Der Revisionsrekurs ist jedenfalls unzulässig.
Text
Begründung:
Der Beklagte stand in einem öffentlich-rechtlichen Dienstverhältnis zur klagenden Stadtgemeinde. Die Klägerin nimmt ihn wegen Schadenersatz in Anspruch. Sie begehrt die Zahlung von EUR 76.034,13 und die Feststellung seiner Haftung für künftige Schäden, weil er in seiner dienstlichen Funktion Ruhegenüsse für Gemeindebeamte falsch berechnet habe.
Mit Urteil vom 14.3.2024, der Klagevertretung zugestellt iSd § 89d Abs 2 GOG am 8.8.2024, wies das Erstgericht als Arbeits- und Sozialgericht die Klage ab.
Am 13.9.2024 vermerkte das Erstgericht die Rechtskraft des Urteils.

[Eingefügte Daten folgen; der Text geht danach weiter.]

//! Joining: the node has the last block and waits for the network's next
//! INIT majority to start voting.

use super::{sync_target, Ctx, Handler, StateType, SwitchContext, SwitchResult};
use crate::StatesError;
use async_trait::async_trait;
use isaac_types::{Height, Point, Round, Stage, Voteproof};
use std::time::Duration;
use tokio_util::sync::CancellationToken;
use tracing::debug;

pub(crate) struct JoiningHandler {
    ctx: Ctx,
    cancel: CancellationToken,
}

impl JoiningHandler {
    pub(crate) fn new(ctx: Ctx) -> Self {
        Self {
            ctx,
            cancel: CancellationToken::new(),
        }
    }

    fn next_round(&self, vp: Voteproof) {
        let point = vp.stage_point().point.next_round();
        let previous = self.ctx.last_block_map().map(|m| m.manifest.hash());
        self.ctx
            .prepare_init_ballot(self.cancel.child_token(), point, previous, vp, Duration::ZERO);
    }
}

#[async_trait]
impl Handler for JoiningHandler {
    fn state(&self) -> StateType {
        StateType::Joining
    }

    async fn enter(&mut self, from: StateType, sctx: SwitchContext) -> SwitchResult {
        let SwitchContext::Joining { vp } = sctx else {
            return Err(StatesError::WrongSwitch {
                from,
                to: sctx.state(),
            });
        };
        self.ctx.args.mimic.stop();

        let Some(last) = self.ctx.last_block_map() else {
            return Ok(Some(SwitchContext::Syncing {
                height: Height::GENESIS,
            }));
        };
        if !self.ctx.in_suffrage(last.height().next())? {
            return Ok(Some(SwitchContext::Syncing {
                height: last.height(),
            }));
        }

        match vp.or_else(|| self.ctx.last_voteproofs().cap().cloned()) {
            Some(vp) => self.new_voteproof(vp).await,
            None => Ok(None),
        }
    }

    async fn exit(&mut self, _to: &SwitchContext) {
        self.cancel.cancel();
        self.ctx.args.broadcaster.stop_timers();
    }

    async fn new_voteproof(&mut self, vp: Voteproof) -> SwitchResult {
        let last = self.ctx.last_block_map();
        let last_height = last.as_ref().map(|m| m.height()).unwrap_or(Height::NIL);
        let last_block = last.as_ref().map(|m| m.manifest.hash());
        let expected = last_height.next();
        let height = vp.stage_point().height();

        match (vp.stage(), vp.majority()) {
            (Stage::Accept, Some(_)) if height == last_height => {
                debug!(%height, "last block finalized; preparing next INIT ballot");
                let point = Point::new(expected, Round(0));
                let wait = self.ctx.args.params.wait_preparing_init_ballot;
                self.ctx
                    .prepare_init_ballot(self.cancel.child_token(), point, last_block, vp, wait);
                Ok(None)
            }
            _ if height < expected => Ok(None),
            _ if height > expected => Ok(Some(SwitchContext::Syncing {
                height: sync_target(&vp),
            })),
            (Stage::Init, Some(fact)) => {
                if fact.previous_block() != last_block {
                    debug!(%height, "INIT majority on another previous block; syncing");
                    return Ok(Some(SwitchContext::Syncing { height: last_height }));
                }
                Ok(Some(SwitchContext::Consensus { ivp: vp }))
            }
            (Stage::Accept, Some(_)) => Ok(Some(SwitchContext::Syncing { height })),
            (_, None) => {
                self.next_round(vp);
                Ok(None)
            }
        }
    }
}
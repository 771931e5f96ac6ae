//! SHA-256 checksumming readers and writers.

use sha2::{Digest, Sha256};
use std::io::{self, Read, Write};

/// SHA-256 hex of `b`.
pub fn sha256_hex(b: &[u8]) -> String {
    hex::encode(Sha256::digest(b))
}

/// Hashes everything written through it.
pub struct ChecksumWriter<W> {
    inner: W,
    hasher: Sha256,
}

impl<W: Write> ChecksumWriter<W> {
    pub fn new(inner: W) -> Self {
        Self {
            inner,
            hasher: Sha256::new(),
        }
    }

    /// Hex checksum of the bytes written so far.
    pub fn checksum(&self) -> String {
        hex::encode(self.hasher.clone().finalize())
    }

    pub fn into_inner(self) -> W {
        self.inner
    }
}

impl<W: Write> Write for ChecksumWriter<W> {
    fn write(&mut self, buf: &[u8]) -> io::Result<usize> {
        let n = self.inner.write(buf)?;
        self.hasher.update(&buf[..n]);
        Ok(n)
    }

    fn flush(&mut self) -> io::Result<()> {
        self.inner.flush()
    }
}

/// Hashes everything read through it.
pub struct ChecksumReader<R> {
    inner: R,
    hasher: Sha256,
}

impl<R: Read> ChecksumReader<R> {
    pub fn new(inner: R) -> Self {
        Self {
            inner,
            hasher: Sha256::new(),
        }
    }

    /// Hex checksum of the bytes read so far.
    pub fn checksum(&self) -> String {
        hex::encode(self.hasher.clone().finalize())
    }

    /// Read the rest of the stream and return the checksum of all of it.
    pub fn drain(&mut self) -> io::Result<String> {
        io::copy(self, &mut io::sink())?;
        Ok(self.checksum())
    }
}

impl<R: Read> Read for ChecksumReader<R> {
    fn read(&mut self, buf: &mut [u8]) -> io::Result<usize> {
        let n = self.inner.read(buf)?;
        self.hasher.update(&buf[..n]);
        Ok(n)
    }
}

#[cfg(test)]
mod tests {
    use super::*;
    use flate2::read::GzDecoder;
    use flate2::write::GzEncoder;
    use flate2::Compression;

    #[test]
    fn test_writer_and_reader_agree() {
        let mut w = ChecksumWriter::new(Vec::new());
        w.write_all(b"showme").unwrap();
        let sum = w.checksum();
        let b = w.into_inner();

        assert_eq!(sum, sha256_hex(b"showme"));

        let mut r = ChecksumReader::new(&b[..]);
        let mut half = [0u8; 3];
        r.read_exact(&mut half).unwrap();
        assert_eq!(r.drain().unwrap(), sum);
    }

    #[test]
    fn test_gzip_checksum_is_of_compressed_bytes() {
        let mut w = GzEncoder::new(ChecksumWriter::new(Vec::new()), Compression::default());
        w.write_all(b"line 0\nline 1\n").unwrap();
        let cw = w.finish().unwrap();
        let sum = cw.checksum();
        let b = cw.into_inner();

        assert_eq!(sum, sha256_hex(&b));

        let mut decoded = String::new();
        GzDecoder::new(ChecksumReader::new(&b[..]))
            .read_to_string(&mut decoded)
            .unwrap();
        assert_eq!(decoded, "line 0\nline 1\n");
    }
}
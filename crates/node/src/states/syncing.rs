//! Syncing: fetch blocks up to a target, then join when allowed.

use super::{sync_target, Ctx, Event, Handler, StateType, SwitchContext, SwitchResult};
use crate::StatesError;
use async_trait::async_trait;
use isaac_core::{Syncer, SyncerError};
use isaac_types::{Height, Voteproof};
use std::sync::Arc;
use tokio_util::sync::CancellationToken;
use tracing::{debug, info, warn};

pub(crate) struct SyncingHandler {
    ctx: Ctx,
    cancel: CancellationToken,
    syncer: Option<Arc<dyn Syncer>>,
}

impl SyncingHandler {
    pub(crate) fn new(ctx: Ctx) -> Self {
        Self {
            ctx,
            cancel: CancellationToken::new(),
            syncer: None,
        }
    }

    fn start_syncer(&mut self, height: Height) -> Result<(), StatesError> {
        let syncer = (self.ctx.args.new_syncer)(height)?;
        let mut finished = syncer.finished();
        let cancel = self.cancel.clone();
        let ctx = self.ctx.clone();
        let watched = syncer.clone();

        tokio::spawn(async move {
            loop {
                if let Some(e) = watched.error() {
                    ctx.send_event(Event::SyncFailed(e));
                    return;
                }
                let height = *finished.borrow_and_update();
                ctx.send_event(Event::SyncFinished(height));

                tokio::select! {
                    _ = cancel.cancelled() => return,
                    changed = finished.changed() => {
                        if changed.is_err() {
                            if let Some(e) = watched.error() {
                                ctx.send_event(Event::SyncFailed(e));
                            }
                            return;
                        }
                    }
                }
            }
        });

        debug!(%height, "syncer started");
        self.syncer = Some(syncer);
        Ok(())
    }

    fn add(&mut self, height: Height) -> Result<(), StatesError> {
        match &self.syncer {
            Some(s) if s.add(height) => Ok(()),
            _ => self.start_syncer(height),
        }
    }

    fn after_synced(&self) -> SwitchResult {
        let Some(syncer) = &self.syncer else {
            return Ok(None);
        };
        let (height, done) = syncer.is_finished();
        if !done {
            return Ok(None);
        }

        if !self.ctx.allow_consensus() {
            if self.ctx.handover_y().is_some() {
                return Ok(Some(SwitchContext::Handover {
                    vp: self.ctx.last_voteproofs().cap().cloned(),
                }));
            }
            return Ok(None);
        }
        if !self.ctx.in_suffrage(height.next())? {
            debug!(%height, "synced, but not in suffrage; keep following");
            return Ok(None);
        }

        info!(%height, "synced; joining");
        Ok(Some(SwitchContext::Joining {
            vp: self.ctx.last_voteproofs().cap().cloned(),
        }))
    }
}

#[async_trait]
impl Handler for SyncingHandler {
    fn state(&self) -> StateType {
        StateType::Syncing
    }

    async fn enter(&mut self, from: StateType, sctx: SwitchContext) -> SwitchResult {
        let SwitchContext::Syncing { height } = sctx else {
            return Err(StatesError::WrongSwitch {
                from,
                to: sctx.state(),
            });
        };

        let args = &self.ctx.args;
        args.broadcaster.stop_timers();
        args.processors.cancel().await;
        args.stuck.clean();
        args.mimic.start();

        self.start_syncer(height)?;
        Ok(None)
    }

    async fn exit(&mut self, _to: &SwitchContext) {
        self.cancel.cancel();
        if let Some(syncer) = self.syncer.take() {
            if let Err(e) = syncer.cancel().await {
                warn!(error = %e, "failed to cancel syncer");
            }
        }
        self.ctx.args.mimic.stop();
    }

    async fn new_voteproof(&mut self, vp: Voteproof) -> SwitchResult {
        let target = sync_target(&vp);
        if matches!(&self.syncer, Some(s) if target > s.top()) {
            self.add(target)?;
        }
        Ok(None)
    }

    async fn on_event(&mut self, event: Event) -> SwitchResult {
        match event {
            Event::SyncFinished(_) => self.after_synced(),
            Event::SyncFailed(SyncerError::Canceled) => Ok(None),
            Event::SyncFailed(e) => Err(e.into()),
            _ => Ok(None),
        }
    }

    async fn reenter(&mut self, sctx: SwitchContext) -> SwitchResult {
        if let SwitchContext::Syncing { height } = sctx {
            self.add(height)?;
        }
        self.after_synced()
    }
}
//! Handover Y: the process taking over consensus.
//!
//! Y follows the voteproofs X forwards without voting, and proves it keeps
//! up by challenging X with each processed stage-point and saved block map.
//! Every challenge must be answered positively; anything else cancels the
//! handover.

use super::x::WhenCanceled;
use crate::{HandoverConfig, HandoverError};
use isaac_core::{MessageSender, OutboundMessage};
use isaac_messages::{HandoverBody, HandoverData, HandoverMessage};
use isaac_types::{BlockMap, ConnInfo, ProposalSignFact, StagePoint, Voteproof};
use parking_lot::Mutex;
use std::sync::atomic::{AtomicBool, Ordering};
use std::sync::Arc;
use std::time::Instant;
use tracing::{debug, info, trace, warn};

/// Receives voteproofs forwarded by X.
pub type WhenNewVoteproof = Arc<dyn Fn(Voteproof) + Send + Sync>;

/// Receives proposals forwarded by X.
pub type WhenNewProposal = Arc<dyn Fn(ProposalSignFact) + Send + Sync>;

/// Called once with the INIT voteproof Y starts consensus from.
pub type WhenFinished = Arc<dyn Fn(Voteproof, Option<ProposalSignFact>) + Send + Sync>;

#[derive(Debug, Default)]
struct YState {
    last_challenge: Option<StagePoint>,
    accepted: u64,
    last_ready: Option<(StagePoint, Instant)>,
}

/// Broker on the following side of a handover.
pub struct HandoverYBroker {
    id: String,
    config: HandoverConfig,
    x: ConnInfo,
    sender: Arc<dyn MessageSender>,
    when_new_voteproof: WhenNewVoteproof,
    when_new_proposal: Option<WhenNewProposal>,
    when_finished: WhenFinished,
    when_canceled: WhenCanceled,
    state: Mutex<YState>,
    done: AtomicBool,
}

impl HandoverYBroker {
    /// Broker for the handover `id` X created.
    pub fn new(
        config: HandoverConfig,
        id: impl Into<String>,
        x: ConnInfo,
        sender: Arc<dyn MessageSender>,
        when_new_voteproof: WhenNewVoteproof,
        when_finished: WhenFinished,
        when_canceled: WhenCanceled,
    ) -> Self {
        Self {
            id: id.into(),
            config,
            x,
            sender,
            when_new_voteproof,
            when_new_proposal: None,
            when_finished,
            when_canceled,
            state: Mutex::new(YState::default()),
            done: AtomicBool::new(false),
        }
    }

    pub fn with_proposal_handler(mut self, f: WhenNewProposal) -> Self {
        self.when_new_proposal = Some(f);
        self
    }

    pub fn id(&self) -> &str {
        &self.id
    }

    pub fn is_done(&self) -> bool {
        self.done.load(Ordering::SeqCst)
    }

    /// Challenges X answered positively.
    pub fn accepted(&self) -> u64 {
        self.state.lock().accepted
    }

    /// Handle a message from X.
    pub fn receive(&self, message: HandoverMessage) -> Result<(), HandoverError> {
        if message.id != self.id {
            return Err(HandoverError::Ignore(format!(
                "unknown handover id {}",
                message.id
            )));
        }
        if self.is_done() {
            return Err(HandoverError::Canceled("broker done".into()));
        }

        let result = match message.body {
            HandoverBody::Data(HandoverData::Voteproof(vp)) => {
                trace!(id = %self.id, stage_point = %vp.stage_point(), "voteproof from x");
                (self.when_new_voteproof)(vp);
                Ok(())
            }
            HandoverBody::Data(HandoverData::Proposal(pr)) => {
                if let Some(f) = &self.when_new_proposal {
                    f(pr);
                }
                Ok(())
            }
            HandoverBody::ChallengeResponse { point, ok, err } => {
                self.challenge_response(point, ok, err)
            }
            HandoverBody::ReadyResponse { point, ok, err } => {
                debug!(id = %self.id, %point, ok, err = ?err, "ready response");
                Ok(())
            }
            HandoverBody::Finish {
                voteproof,
                proposal,
            } => return self.finish(voteproof, proposal),
            HandoverBody::Cancel { err } => {
                let reason = err.unwrap_or_else(|| "canceled by x".into());
                self.close(HandoverError::Canceled(reason));
                return Ok(());
            }
            other => Err(HandoverError::Ignore(format!("unexpected {}", other.kind()))),
        };

        if let Err(e @ HandoverError::Canceled(_)) = &result {
            self.cancel(Some(e.clone()));
        }
        result
    }

    fn challenge_response(
        &self,
        point: StagePoint,
        ok: bool,
        err: Option<String>,
    ) -> Result<(), HandoverError> {
        let mut state = self.state.lock();
        if state.last_challenge != Some(point) {
            return Err(HandoverError::Canceled(format!(
                "response for unknown challenge {point}"
            )));
        }
        if !ok {
            return Err(HandoverError::Canceled(
                err.unwrap_or_else(|| format!("challenge {point} rejected")),
            ));
        }
        state.accepted += 1;
        Ok(())
    }

    fn finish(
        &self,
        voteproof: Option<Voteproof>,
        proposal: Option<ProposalSignFact>,
    ) -> Result<(), HandoverError> {
        let Some(ivp) = voteproof.filter(Voteproof::is_init) else {
            let e = HandoverError::Canceled("finish without INIT voteproof".into());
            self.cancel(Some(e.clone()));
            return Err(e);
        };
        if self.done.swap(true, Ordering::SeqCst) {
            return Ok(());
        }

        info!(id = %self.id, stage_point = %ivp.stage_point(), "handover y finished");
        (self.when_finished)(ivp, proposal);
        Ok(())
    }

    /// Tell X the voteproof at `point` was processed.
    pub fn challenge_stage_point(&self, point: StagePoint) -> Result<(), HandoverError> {
        self.challenge(point, HandoverBody::ChallengeStagePoint { point })
    }

    /// Tell X the block finalized at `point` was saved.
    pub fn challenge_block_map(&self, point: StagePoint, map: BlockMap) -> Result<(), HandoverError> {
        self.challenge(point, HandoverBody::ChallengeBlockMap { point, map })
    }

    fn challenge(&self, point: StagePoint, body: HandoverBody) -> Result<(), HandoverError> {
        if self.is_done() {
            return Err(HandoverError::Canceled("broker done".into()));
        }
        self.state.lock().last_challenge = Some(point);
        self.send(body)
    }

    /// Tell X that Y is in step at `point`. Sent only after enough accepted
    /// challenges, for a newer point, and not more often than
    /// `interval_ready`. Returns whether it was sent.
    pub fn ready(&self, point: StagePoint) -> Result<bool, HandoverError> {
        if self.is_done() {
            return Err(HandoverError::Canceled("broker done".into()));
        }

        let mut state = self.state.lock();
        if state.accepted < self.config.min_challenge_count {
            return Ok(false);
        }
        if let Some((last, at)) = state.last_ready {
            if point <= last || at.elapsed() < self.config.interval_ready {
                return Ok(false);
            }
        }
        state.last_ready = Some((point, Instant::now()));
        drop(state);

        self.send(HandoverBody::Ready { point })?;
        debug!(id = %self.id, %point, "ready sent");
        Ok(true)
    }

    fn send(&self, body: HandoverBody) -> Result<(), HandoverError> {
        self.sender.send(OutboundMessage::Handover {
            to: self.x.clone(),
            message: Box::new(HandoverMessage::new(self.id.clone(), body)),
        })?;
        Ok(())
    }

    /// Cancel the handover and tell X. Idempotent.
    pub fn cancel(&self, err: Option<HandoverError>) {
        let err = err.unwrap_or_else(|| HandoverError::Canceled("canceled".into()));
        if self.done.swap(true, Ordering::SeqCst) {
            return;
        }
        if let Err(e) = self.send(HandoverBody::Cancel {
            err: Some(err.to_string()),
        }) {
            warn!(id = %self.id, error = %e, "failed to send cancel to x");
        }
        info!(id = %self.id, error = %err, "handover y canceled");
        (self.when_canceled)(err);
    }

    fn close(&self, err: HandoverError) {
        if self.done.swap(true, Ordering::SeqCst) {
            return;
        }
        info!(id = %self.id, error = %err, "handover y closed by x");
        (self.when_canceled)(err);
    }
}

#[cfg(test)]
mod tests {
    use super::*;
    use isaac_test_helpers::{init_voteproof, make_nodes, point, stage_point};
    use isaac_types::Stage;
    use std::time::Duration;
    use tokio::sync::mpsc;

    struct Fixture {
        y: HandoverYBroker,
        rx: mpsc::UnboundedReceiver<OutboundMessage>,
        voteproofs: Arc<Mutex<Vec<Voteproof>>>,
        finished: Arc<Mutex<Vec<Voteproof>>>,
        canceled: Arc<Mutex<Vec<HandoverError>>>,
    }

    fn fixture(interval_ready: Duration) -> Fixture {
        let (tx, rx) = mpsc::unbounded_channel();
        let voteproofs = Arc::new(Mutex::new(Vec::new()));
        let finished = Arc::new(Mutex::new(Vec::new()));
        let canceled = Arc::new(Mutex::new(Vec::new()));

        let (v, f, c) = (voteproofs.clone(), finished.clone(), canceled.clone());
        let y = HandoverYBroker::new(
            HandoverConfig::default().with_interval_ready(interval_ready),
            "handover-1",
            ConnInfo("x:4321".into()),
            Arc::new(tx),
            Arc::new(move |vp| v.lock().push(vp)),
            Arc::new(move |ivp, _| f.lock().push(ivp)),
            Arc::new(move |e| c.lock().push(e)),
        );
        Fixture {
            y,
            rx,
            voteproofs,
            finished,
            canceled,
        }
    }

    fn message(body: HandoverBody) -> HandoverMessage {
        HandoverMessage::new("handover-1", body)
    }

    fn response(point: StagePoint, ok: bool) -> HandoverMessage {
        message(HandoverBody::ChallengeResponse {
            point,
            ok,
            err: None,
        })
    }

    fn sent(rx: &mut mpsc::UnboundedReceiver<OutboundMessage>) -> HandoverBody {
        match rx.try_recv().unwrap() {
            OutboundMessage::Handover { message, .. } => message.body,
            other => panic!("unexpected {}", other.type_name()),
        }
    }

    #[test]
    fn test_data_and_challenges() {
        let mut f = fixture(Duration::ZERO);
        let nodes = make_nodes(1);
        let ivp = init_voteproof(point(33, 0), &nodes);

        f.y.receive(message(HandoverBody::Data(HandoverData::Voteproof(ivp.clone()))))
            .unwrap();
        assert_eq!(f.voteproofs.lock().as_slice(), &[ivp]);

        let sp = stage_point(33, 0, Stage::Init);
        f.y.challenge_stage_point(sp).unwrap();
        assert!(matches!(
            sent(&mut f.rx),
            HandoverBody::ChallengeStagePoint { point } if point == sp
        ));

        // not enough accepted challenges
        assert!(!f.y.ready(sp).unwrap());

        f.y.receive(response(sp, true)).unwrap();
        let sp = stage_point(33, 0, Stage::Accept);
        f.y.challenge_stage_point(sp).unwrap();
        sent(&mut f.rx);
        f.y.receive(response(sp, true)).unwrap();
        assert_eq!(f.y.accepted(), 2);

        assert!(f.y.ready(sp).unwrap());
        assert!(matches!(sent(&mut f.rx), HandoverBody::Ready { .. }));
        // same point again
        assert!(!f.y.ready(sp).unwrap());
        assert!(f.y.ready(stage_point(34, 0, Stage::Init)).unwrap());

        // unknown id
        let r = f.y.receive(HandoverMessage::new("other", HandoverBody::Cancel { err: None }));
        assert!(r.unwrap_err().is_ignore());
        assert!(!f.y.is_done());
    }

    #[test]
    fn test_ready_interval() {
        let mut f = fixture(Duration::from_secs(60));
        for (h, stage) in [(33, Stage::Init), (33, Stage::Accept)] {
            let sp = stage_point(h, 0, stage);
            f.y.challenge_stage_point(sp).unwrap();
            f.y.receive(response(sp, true)).unwrap();
        }
        while f.rx.try_recv().is_ok() {}

        assert!(f.y.ready(stage_point(34, 0, Stage::Init)).unwrap());
        assert!(!f.y.ready(stage_point(35, 0, Stage::Init)).unwrap());
    }

    #[test]
    fn test_rejected_challenge_cancels() {
        let mut f = fixture(Duration::ZERO);
        let sp = stage_point(33, 0, Stage::Init);
        f.y.challenge_stage_point(sp).unwrap();
        sent(&mut f.rx);

        let r = f.y.receive(response(sp, false));
        assert!(r.unwrap_err().is_canceled());
        assert!(f.y.is_done());
        assert!(matches!(sent(&mut f.rx), HandoverBody::Cancel { .. }));
        assert_eq!(f.canceled.lock().len(), 1);
    }

    #[test]
    fn test_unknown_challenge_response_cancels() {
        let mut f = fixture(Duration::ZERO);
        f.y.challenge_stage_point(stage_point(33, 0, Stage::Init))
            .unwrap();
        sent(&mut f.rx);

        let r = f.y.receive(response(stage_point(32, 0, Stage::Accept), true));
        assert!(r.unwrap_err().is_canceled());
        assert_eq!(f.canceled.lock().len(), 1);
    }

    #[test]
    fn test_finish_once() {
        let mut f = fixture(Duration::ZERO);
        let nodes = make_nodes(1);
        let ivp = init_voteproof(point(34, 0), &nodes);

        let finish = || {
            message(HandoverBody::Finish {
                voteproof: Some(ivp.clone()),
                proposal: None,
            })
        };
        f.y.receive(finish()).unwrap();
        assert!(f.y.receive(finish()).unwrap_err().is_canceled());

        assert_eq!(f.finished.lock().as_slice(), &[ivp]);
        assert!(f.canceled.lock().is_empty());
        assert!(f.rx.try_recv().is_err());
    }
}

Am 16.9.2024 brachte die Klägerin eine Berufung ein. Darin ist festgehalten, dass „gegen das Urteil des Landesgerichts Korneuburg als Arbeits- und Sozialgericht vom 14.03.2024, bereitgestellt am 07.08.2024, sohin gem § 89d GOG zugestellt am 08.08.2024 – unter Berücksichtigung des § 222 ZPO – binnen offener Frist“ Berufung erhoben werde.
Mit Beschluss vom 17.9.2024 (ON 27) wies das Erstgericht die Berufung als verspätet zurück. Die vierwöchige Berufungsfrist sei bereits abgelaufen, § 222 ZPO im arbeitsrechtlichen Verfahren gemäß § 39 Abs 4 ASGG nicht anzuwenden.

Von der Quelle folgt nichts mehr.